Par ailleurs, malgré la grève, quelques stars comme Adam Driver, Mads Mikkelsen ou Jessica Chastain ont pu se rendre à Venise, et ont exprimé leur soutien à la grève.
Mouvement #MeToo
Les mouvements féministes ont également profité de l’occasion pour se faire entendre à travers des affiches placardées dans toute la ville, dénonçant l’hommage rendu par le plus vieux s festival du monde à des artistes ciblés par le mouvement #MeToo, qui dénonce le harcèlement et les violences sexuels envers les femmes.
Luc Besson, contre qui des accusations de viol ont été portées avant que la justice française ne les rejette définitivement cette année, était en compétition avec Dogman. Woody Allen, mis à l’écart de l’industrie américaine du film et qui n’est pas poursuivi par la justice, a présenté son 50e film Coup de Chance, le premier tourné en langue française, hors compétition.
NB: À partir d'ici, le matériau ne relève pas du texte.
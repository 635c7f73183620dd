use crate::backend::{booking_not_found, member_not_found, BookingBackend};
use crate::delivery_areas::{
    delivery_day_for_area, is_known_course, Course, DeliveryRoute, COURSES, DELIVERY_ROUTES,
};
use crate::error::Error;
use crate::identity::{bearer_token, IdentityVerifier, Profile};
use crate::types::{Booking, BookingChange, Member, MemberUpdate, MemberView, PointEntry, SlotView};
use crate::validation::{first_message, parse_calendar_date, TIME_LABEL};
use axum::extract::rejection::{JsonRejection, PathRejection};
use axum::extract::{Path, Query, Request, State};
use axum::http::{header, Method, StatusCode};
use axum::middleware::{self, Next};
use axum::response::Response;
use axum::routing::{get, put, MethodRouter};
use axum::{Extension, Json, Router};
use serde::{Deserialize, Serialize};
use std::sync::Arc;
use tower_http::cors::{Any, CorsLayer};
use tower_http::trace::TraceLayer;
use tracing::{debug, info};
use uuid::Uuid;
use validator::Validate;

#[derive(Clone)]
pub struct AppState<T: BookingBackend> {
    pub backend: T,
    pub identity: Arc<dyn IdentityVerifier>,
}

#[derive(Debug, Clone, Default, Serialize, Deserialize)]
struct SlotQuery {
    date: Option<String>,
}

#[derive(Debug, Clone, Default, Serialize, Deserialize, Validate)]
#[serde(rename_all = "camelCase")]
struct CreateBookingRequest {
    #[validate(required(message = "date and timeSlot are required"))]
    date: Option<String>,
    #[validate(
        required(message = "date and timeSlot are required"),
        regex(path = *TIME_LABEL, message = "timeSlot must look like HH:MM")
    )]
    time_slot: Option<String>,
}

#[derive(Debug, Clone, Default, Serialize, Deserialize, Validate)]
#[serde(rename_all = "camelCase")]
struct UpdateBookingRequest {
    date: Option<String>,
    #[validate(regex(path = *TIME_LABEL, message = "timeSlot must look like HH:MM"))]
    time_slot: Option<String>,
}

#[derive(Debug, Clone, Default, Serialize, Deserialize, Validate)]
#[serde(rename_all = "camelCase")]
struct UpdateMemberRequest {
    #[validate(length(min = 1, max = 100, message = "displayName must be 1 to 100 characters"))]
    display_name: Option<String>,
    #[validate(url(message = "pictureUrl must be a URL"))]
    picture_url: Option<String>,
    area: Option<String>,
    courses: Option<Vec<String>>,
}

pub fn create_app<T: BookingBackend>(backend: T, identity: Arc<dyn IdentityVerifier>) -> Router {
    let state = AppState { backend, identity };

    let cors = CorsLayer::new()
        .allow_origin(Any)
        .allow_methods(Any)
        .allow_headers(Any);

    let authenticated = Router::new()
        .route("/slots", with_fallback(get(get_slots::<T>)))
        .route(
            "/bookings",
            with_fallback(get(list_bookings::<T>).post(create_booking::<T>)),
        )
        .route(
            "/bookings/:id",
            with_fallback(put(update_booking::<T>).delete(cancel_booking::<T>)),
        )
        .route(
            "/users/me",
            with_fallback(get(get_member::<T>).put(update_member::<T>)),
        )
        .route("/users/me/points", with_fallback(get(get_point_history::<T>)))
        .route_layer(middleware::from_fn_with_state(
            state.clone(),
            authenticate::<T>,
        ));

    let public = Router::new()
        .route("/delivery-areas", with_fallback(get(get_delivery_areas)))
        .route("/courses", with_fallback(get(get_courses)));

    Router::new()
        .merge(public)
        .merge(authenticated)
        .fallback(not_found)
        .with_state(state)
        .layer(TraceLayer::new_for_http())
        .layer(cors)
}

fn with_fallback<S: Clone + Send + Sync + 'static>(route: MethodRouter<S>) -> MethodRouter<S> {
    route.options(preflight).fallback(method_not_allowed)
}

async fn preflight() -> StatusCode {
    StatusCode::OK
}

async fn method_not_allowed() -> Error {
    Error::MethodNotAllowed
}

async fn not_found() -> Error {
    Error::NotFound("Not found".into())
}

async fn authenticate<T: BookingBackend>(
    State(state): State<AppState<T>>,
    mut request: Request,
    next: Next,
) -> Result<Response, Error> {
    if request.method() == Method::OPTIONS {
        return Ok(next.run(request).await);
    }

    let authorization = request
        .headers()
        .get(header::AUTHORIZATION)
        .and_then(|value| value.to_str().ok());
    let profile = state.identity.verify(bearer_token(authorization)).await?;
    debug!(user_id = %profile.user_id, "Authenticated request");

    request.extensions_mut().insert(profile);
    Ok(next.run(request).await)
}

/// Runs a blocking backend call off the async workers.
async fn run_backend<R, F>(call: F) -> Result<R, Error>
where
    R: Send + 'static,
    F: FnOnce() -> Result<R, Error> + Send + 'static,
{
    tokio::task::spawn_blocking(call)
        .await
        .map_err(|err| Error::Infrastructure(format!("Backend task failed: {err}")))?
}

async fn require_member<T: BookingBackend>(backend: &T, profile: &Profile) -> Result<Member, Error> {
    let backend = backend.clone();
    let line_user_id = profile.user_id.clone();
    run_backend(move || backend.find_member(&line_user_id))
        .await?
        .ok_or_else(member_not_found)
}

fn parse_json<R>(payload: Result<Json<R>, JsonRejection>) -> Result<R, Error> {
    payload
        .map(|Json(request)| request)
        .map_err(|rejection| Error::Validation(rejection.body_text()))
}

fn parse_booking_id(id: Result<Path<Uuid>, PathRejection>) -> Result<Uuid, Error> {
    id.map(|Path(id)| id).map_err(|_| booking_not_found())
}

async fn get_slots<T: BookingBackend>(
    State(state): State<AppState<T>>,
    Extension(_profile): Extension<Profile>,
    Query(query): Query<SlotQuery>,
) -> Result<Json<Vec<SlotView>>, Error> {
    let date = query
        .date
        .as_deref()
        .filter(|date| !date.trim().is_empty())
        .ok_or_else(|| Error::Validation("date is required".into()))?;
    let date = parse_calendar_date(date)?;

    let backend = state.backend.clone();
    let slots = run_backend(move || backend.provision_slots(date)).await?;
    Ok(Json(slots.iter().map(SlotView::from).collect()))
}

async fn list_bookings<T: BookingBackend>(
    State(state): State<AppState<T>>,
    Extension(profile): Extension<Profile>,
) -> Result<Json<Vec<Booking>>, Error> {
    let member = require_member(&state.backend, &profile).await?;
    let backend = state.backend.clone();
    let bookings = run_backend(move || backend.bookings_for_user(member.id)).await?;
    Ok(Json(bookings))
}

async fn create_booking<T: BookingBackend>(
    State(state): State<AppState<T>>,
    Extension(profile): Extension<Profile>,
    payload: Result<Json<CreateBookingRequest>, JsonRejection>,
) -> Result<(StatusCode, Json<Booking>), Error> {
    let request = parse_json(payload)?;
    request.validate().map_err(|errors| first_message(&errors))?;
    let (Some(date), Some(time_slot)) = (request.date, request.time_slot) else {
        return Err(Error::Validation("date and timeSlot are required".into()));
    };
    let date = parse_calendar_date(&date)?;

    let member = require_member(&state.backend, &profile).await?;
    let backend = state.backend.clone();
    let booking = run_backend(move || backend.create_booking(member.id, date, &time_slot)).await?;

    info!(booking_id = %booking.id, %date, time_slot = %booking.time_slot, "Booking created");
    Ok((StatusCode::CREATED, Json(booking)))
}

async fn update_booking<T: BookingBackend>(
    State(state): State<AppState<T>>,
    Extension(profile): Extension<Profile>,
    id: Result<Path<Uuid>, PathRejection>,
    payload: Result<Json<UpdateBookingRequest>, JsonRejection>,
) -> Result<Json<Booking>, Error> {
    let booking_id = parse_booking_id(id)?;
    let request = parse_json(payload)?;
    request.validate().map_err(|errors| first_message(&errors))?;
    let change = BookingChange {
        date: request
            .date
            .as_deref()
            .map(parse_calendar_date)
            .transpose()?,
        time_slot: request.time_slot,
    };

    let member = require_member(&state.backend, &profile).await?;
    let backend = state.backend.clone();
    let booking = run_backend(move || backend.update_booking(member.id, booking_id, change)).await?;

    info!(%booking_id, date = %booking.date, time_slot = %booking.time_slot, "Booking updated");
    Ok(Json(booking))
}

async fn cancel_booking<T: BookingBackend>(
    State(state): State<AppState<T>>,
    Extension(profile): Extension<Profile>,
    id: Result<Path<Uuid>, PathRejection>,
) -> Result<StatusCode, Error> {
    let booking_id = parse_booking_id(id)?;
    let member = require_member(&state.backend, &profile).await?;
    let backend = state.backend.clone();
    run_backend(move || backend.cancel_booking(member.id, booking_id)).await?;

    info!(%booking_id, "Booking cancelled");
    Ok(StatusCode::NO_CONTENT)
}

async fn get_member<T: BookingBackend>(
    State(state): State<AppState<T>>,
    Extension(profile): Extension<Profile>,
) -> Result<Json<MemberView>, Error> {
    let backend = state.backend.clone();
    let member = run_backend(move || backend.register_member(&profile)).await?;
    Ok(Json(member.into()))
}

async fn update_member<T: BookingBackend>(
    State(state): State<AppState<T>>,
    Extension(profile): Extension<Profile>,
    payload: Result<Json<UpdateMemberRequest>, JsonRejection>,
) -> Result<Json<MemberView>, Error> {
    let request = parse_json(payload)?;
    request.validate().map_err(|errors| first_message(&errors))?;
    if let Some(area) = &request.area {
        if delivery_day_for_area(area).is_none() {
            return Err(Error::Validation(format!("Unknown delivery area '{area}'")));
        }
    }
    let courses = request.courses.map(distinct_courses).transpose()?;

    let update = MemberUpdate {
        display_name: request.display_name,
        picture_url: request.picture_url,
        area: request.area,
        courses,
    };
    let backend = state.backend.clone();
    let member = run_backend(move || backend.update_member(&profile.user_id, update)).await?;
    Ok(Json(member.into()))
}

/// Rejects unknown course ids and drops repeats, keeping the first occurrence.
fn distinct_courses(courses: Vec<String>) -> Result<Vec<String>, Error> {
    let mut distinct: Vec<String> = Vec::with_capacity(courses.len());
    for course in courses {
        if !is_known_course(&course) {
            return Err(Error::Validation(format!("Unknown course '{course}'")));
        }
        if !distinct.contains(&course) {
            distinct.push(course);
        }
    }
    Ok(distinct)
}

async fn get_point_history<T: BookingBackend>(
    State(state): State<AppState<T>>,
    Extension(profile): Extension<Profile>,
) -> Result<Json<Vec<PointEntry>>, Error> {
    let member = require_member(&state.backend, &profile).await?;
    let backend = state.backend.clone();
    let history = run_backend(move || backend.point_history(member.id)).await?;
    Ok(Json(history))
}

async fn get_delivery_areas() -> Json<&'static [DeliveryRoute]> {
    Json(&DELIVERY_ROUTES)
}

async fn get_courses() -> Json<&'static [Course]> {
    Json(&COURSES)
}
Roman Polanski, en fuite aux États-Unis suite à une condamnation pour sexualité avec une mineure, n’a pas pu se rendre à Venise, où son dernier film The Palace a reçu un accueil plutôt froid.
A contre-courant, le directeur de la Mostra, Alberto Barbera, s’est justifié vis-à-vis de l’invitation de ces réalisateurs en mettant en avant qu’il faut distinguer l’oeuvre de l’artiste.